I had lunch today at Google with a friend. Why do I continue to go there? It frustrates me to no end and I’m always left feeling jealous and inspired at the same time. They really put the cult into culture. Probably half the people are wearing apparel with the Google logo (which, let’s face it, looks like crap). It’s a vibrant place where you can see the best practices in the care and feeding of employees. Over on Crunchnotes, Mike talks about how Google smugness is at an all time high because of their “Google Ice Cream” stunt. He’s right about the smugness (it’s a company, people, not a family, no matter how fuzzy you feel), although this particular issue really didn’t seem like a big deal…just a few coolers with ice cream sandwiches with the Google logo on the packaging.
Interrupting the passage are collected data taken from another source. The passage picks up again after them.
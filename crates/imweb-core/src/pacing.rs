//! Frame pacing.
//!
//! [`FramePacer::wait`] suspends until at least one frame interval has
//! passed since the previous frame started. It is a soft upper bound on
//! frame frequency; a slow frame simply starts the next one late. Uses
//! [`tokio::time::Instant`] so tests can drive it with a paused clock.

use std::time::Duration;

use tokio::time::Instant;

/// Enforces a minimum spacing between frame starts.
#[derive(Debug, Clone)]
pub struct FramePacer {
    interval: Duration,
    last: Option<Instant>,
}

impl FramePacer {
    /// Create a pacer with the given minimum spacing.
    pub const fn new(interval: Duration) -> Self {
        Self {
            interval,
            last: None,
        }
    }

    /// Minimum spacing between frame starts.
    pub const fn interval(&self) -> Duration {
        self.interval
    }

    /// Wait for the next frame slot and return the frame's start time.
    ///
    /// The first call returns immediately. Cancel-safe: dropping the future
    /// before it completes leaves the pacer unchanged.
    pub async fn wait(&mut self) -> Instant {
        if let Some(last) = self.last {
            let elapsed = last.elapsed();
            if elapsed < self.interval {
                tokio::time::sleep(self.interval.saturating_sub(elapsed)).await;
            }
        }
        let start = Instant::now();
        self.last = Some(start);
        start
    }
}

#[cfg(test)]
mod tests {
    use super::*;

    #[tokio::test(start_paused = true)]
    async fn first_frame_is_immediate() {
        let mut pacer = FramePacer::new(Duration::from_millis(50));
        let before = Instant::now();
        let start = pacer.wait().await;
        assert_eq!(start, before);
    }

    #[tokio::test(start_paused = true)]
    async fn consecutive_frames_are_at_least_one_interval_apart() {
        let interval = Duration::from_millis(50);
        let mut pacer = FramePacer::new(interval);

        let mut starts = Vec::new();
        for _ in 0..10 {
            starts.push(pacer.wait().await);
        }
        for pair in starts.windows(2) {
            if let [a, b] = pair {
                assert!(b.duration_since(*a) >= interval);
            }
        }
    }

    #[tokio::test(start_paused = true)]
    async fn slow_frame_does_not_sleep_again() {
        let interval = Duration::from_millis(50);
        let mut pacer = FramePacer::new(interval);
        let first = pacer.wait().await;

        // Simulate a render that overran the interval.
        tokio::time::advance(Duration::from_millis(80)).await;
        let second = pacer.wait().await;
        assert_eq!(second.duration_since(first), Duration::from_millis(80));
    }

    #[tokio::test(start_paused = true)]
    async fn partial_frame_sleeps_the_remainder() {
        let interval = Duration::from_millis(50);
        let mut pacer = FramePacer::new(interval);
        let first = pacer.wait().await;

        tokio::time::advance(Duration::from_millis(20)).await;
        let second = pacer.wait().await;
        let spacing = second.duration_since(first);
        assert!(spacing >= interval);
        assert!(spacing < Duration::from_millis(52));
    }
}
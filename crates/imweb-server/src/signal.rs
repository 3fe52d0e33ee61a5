//! Process termination signals.

use tracing::{error, info};

/// Resolve on Ctrl-C, or SIGTERM on unix.
///
/// If a handler cannot be installed the failure is logged and that source
/// is never considered fired.
pub async fn wait_for_termination() {
    let ctrl_c = async {
        if let Err(e) = tokio::signal::ctrl_c().await {
            error!(error = %e, "failed to listen for ctrl-c");
            std::future::pending::<()>().await;
        }
    };

    #[cfg(unix)]
    let terminate = async {
        match tokio::signal::unix::signal(tokio::signal::unix::SignalKind::terminate()) {
            Ok(mut stream) => {
                stream.recv().await;
            }
            Err(e) => {
                error!(error = %e, "failed to listen for SIGTERM");
                std::future::pending::<()>().await;
            }
        }
    };

    #[cfg(not(unix))]
    let terminate = std::future::pending::<()>();

    tokio::select! {
        () = ctrl_c => info!("received ctrl-c"),
        () = terminate => info!("received SIGTERM"),
    }
}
I think moves like this are good PR because the cost is very low relative to the buzz. Another perfect example is the anecdote about how Google mailed a blogger some aspirin after he complained of a headache from their site.

It all got me thinking about what Google faces over the next 20 years. It seems like their main threat right now is focus. Something like 99% of Google’s revenue comes from advertising. With Microsoft and Yahoo hot on their tail, how long can Google keep growth rates up with just one revenue stream? Google has some of the brightest people in the world working for them. But the challenge is not to hire those people and keep them happy. It’s to figure out a way to harness all that intelligence and create revenue streams. Google literally launches new products several times a month, it seems. Almost all of these products are not innovative (in that someone else has already executed the same concept) and most do not gain significant market share. Other than search, are any of Google’s products at the top of their class? Google has tremendous mindshare right now and they get a hugely disproportionate amount of attention for the moves they make, but eventually that will taper. When it does, Google will have to effectively market the great tools they turn out. And at the end of the day, I wonder if Google has the marketing prowess. They’re awesome at engineering, but marketing…I guess we’ll see. I’m not predicting the demise of Google, by any stretch. But it will be interesting to see the child that is Google grow into an adult over the coming decades.

At the end of the day, though, the world needs more places like Google for people to work, and I will do my part to create them.